Ticagrelor has been reported to inhibit the prothrombotic effects of ADP on the platelet by against the P2Y12 receptor. Ticagrelor has shown the complete inhibition of platelet aggregation ex vivo. In addition Ticagrelor has suggested a dose-dependent inhibition of platelet aggregation in human being. Apart from these, Ticagrelor has also demonstrated an orally, actively, reversibly binding antagonist. Unlike other inhibitors, Ticagrelor has also reported to inhibit P2Y12 receptor without metabolic transformation. Besides that, Ticagrelor is the first thienopyridine anti-platelet agent and mainly metabolized by CYP3A4 and CYP2C19 [1][2].
References:
[1] Zhou D1, Andersson TB, Grimm SW. In vitro evaluation of potential drug-drug interactions with ticagrelor: cytochrome P450 reaction phenotyping, inhibition, induction, and differential kinetics. Drug Metab Dispos. 2011 Apr;39(4):703-10.
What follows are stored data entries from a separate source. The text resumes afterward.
// Canonical generation model
//
// Output of a single aggregation pass. The renderer only ever reads it, and it
// serialises directly into the template context.

use serde::Serialize;

use super::fingerprint::Identifier;
use super::types::ResultType;

/// Shape of the value an algorithm yields
#[derive(Debug, Clone, Copy, PartialEq, Eq, Hash, Serialize)]
pub enum ReturnKind {
	#[serde(rename = "StructResult")]
	Struct,
	#[serde(rename = "ValueResult")]
	Value,
	#[serde(rename = "NoneResult")]
	None,
	#[serde(rename = "ArrayResult")]
	Array,
}

impl ReturnKind {
	/// Fixed import order of the result types in generated artifacts
	pub const CANONICAL_ORDER: [ReturnKind; 4] = [
		ReturnKind::Struct,
		ReturnKind::Value,
		ReturnKind::None,
		ReturnKind::Array,
	];

	/// Name of the SDK type this kind is annotated with
	pub fn import_name(&self) -> &'static str {
		match self {
			ReturnKind::Struct => "StructResult",
			ReturnKind::Value => "ValueResult",
			ReturnKind::None => "NoneResult",
			ReturnKind::Array => "ArrayResult",
		}
	}

	/// Map a raw result type tag. `NotSpecified` has no kind.
	pub fn from_result_type(result_type: ResultType) -> Option<Self> {
		match result_type {
			ResultType::NotSpecified => None,
			ResultType::Struct => Some(ReturnKind::Struct),
			ResultType::Value => Some(ReturnKind::Value),
			ResultType::None => Some(ReturnKind::None),
			ResultType::Array => Some(ReturnKind::Array),
		}
	}
}

impl std::fmt::Display for ReturnKind {
	fn fmt(&self, f: &mut std::fmt::Formatter<'_>) -> std::fmt::Result {
		f.write_str(self.import_name())
	}
}

/// A named scalar attribute attached to windows
#[derive(Debug, Clone, PartialEq, Eq, Serialize)]
pub struct MetadataFieldDescriptor {
	pub name: String,
	pub description: String,
}

/// A named, versioned window shape
#[derive(Debug, Clone, PartialEq, Eq, Serialize)]
pub struct WindowTypeDescriptor {
	/// `name_version` made safe for use as a variable
	pub var_name: String,
	pub name: String,
	pub version: String,
	pub description: String,
	pub metadata_fields: Vec<MetadataFieldDescriptor>,
}

/// A unit of remote computation
#[derive(Debug, Clone, PartialEq, Eq, Serialize)]
pub struct AlgorithmDescriptor {
	pub name: String,
	pub version: String,
	pub description: String,
	pub processor_name: String,
	pub processor_runtime: String,
	/// `var_name` of the window type this algorithm runs on
	pub window_var_name: String,
	pub return_kind: ReturnKind,
	pub identifier: Identifier,
}

#[derive(Debug, Clone, PartialEq, Eq, Serialize)]
pub struct ProcessorDescriptor {
	pub name: String,
	pub runtime: String,
	pub algorithms: Vec<AlgorithmDescriptor>,
}

/// Root of the model handed to the renderer
#[derive(Debug, Clone, PartialEq, Eq, Serialize, Default)]
pub struct GenerationModel {
	pub processors: Vec<ProcessorDescriptor>,
	/// Deduplicated by name, in first-encounter order
	pub metadata_fields: Vec<MetadataFieldDescriptor>,
	/// Deduplicated by name and version, in first-encounter order
	pub window_types: Vec<WindowTypeDescriptor>,
	/// Result kinds used by at least one algorithm, in canonical order
	pub imports: Vec<ReturnKind>,
}

impl GenerationModel {
	/// All algorithms across processors, in registry order
	pub fn algorithms(&self) -> impl Iterator<Item = &AlgorithmDescriptor> {
		self.processors.iter().flat_map(|p| p.algorithms.iter())
	}

	/// Import names in canonical order
	pub fn import_names(&self) -> Vec<&'static str> {
		self.imports.iter().map(ReturnKind::import_name).collect()
	}
}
[2] Li Y1, Landqvist C, Grimm SW. Disposition and metabolism of ticagrelor, a novel P2Y12 receptor antagonist, in mice, rats, and marmosets. Drug Metab Dispos. 2011 Sep;39(9):1555-67. doi: 10.1124/dmd.111.039669. Epub 2011 Jun 13.
Description
Ticagrelor (AZD6140) is a reversible oral P2Y12 receptor antagonist for the treatment of platelet aggregation.
In Vitro
Ticagrelor promotes a greater inhibition of adenosine 5′-diphosphate (ADP)–induced Ca2+ release in ished platelets vs other P2Y12R antagonists. This additional effect of ticagrelor beyond P2Y12R antagonism is in part as a consequence of ticagrelor inhibiting the equilibrative nucleoside transporter 1 (ENT1) on platelets, leading to accumulation of extracellular adenosine and activation of Gs-coupled adenosine A2A receptors[1]. B16-F10 cells exhibit decreased interaction with platelets from ticagrelor-treated mice compared to saline-treated mice[2].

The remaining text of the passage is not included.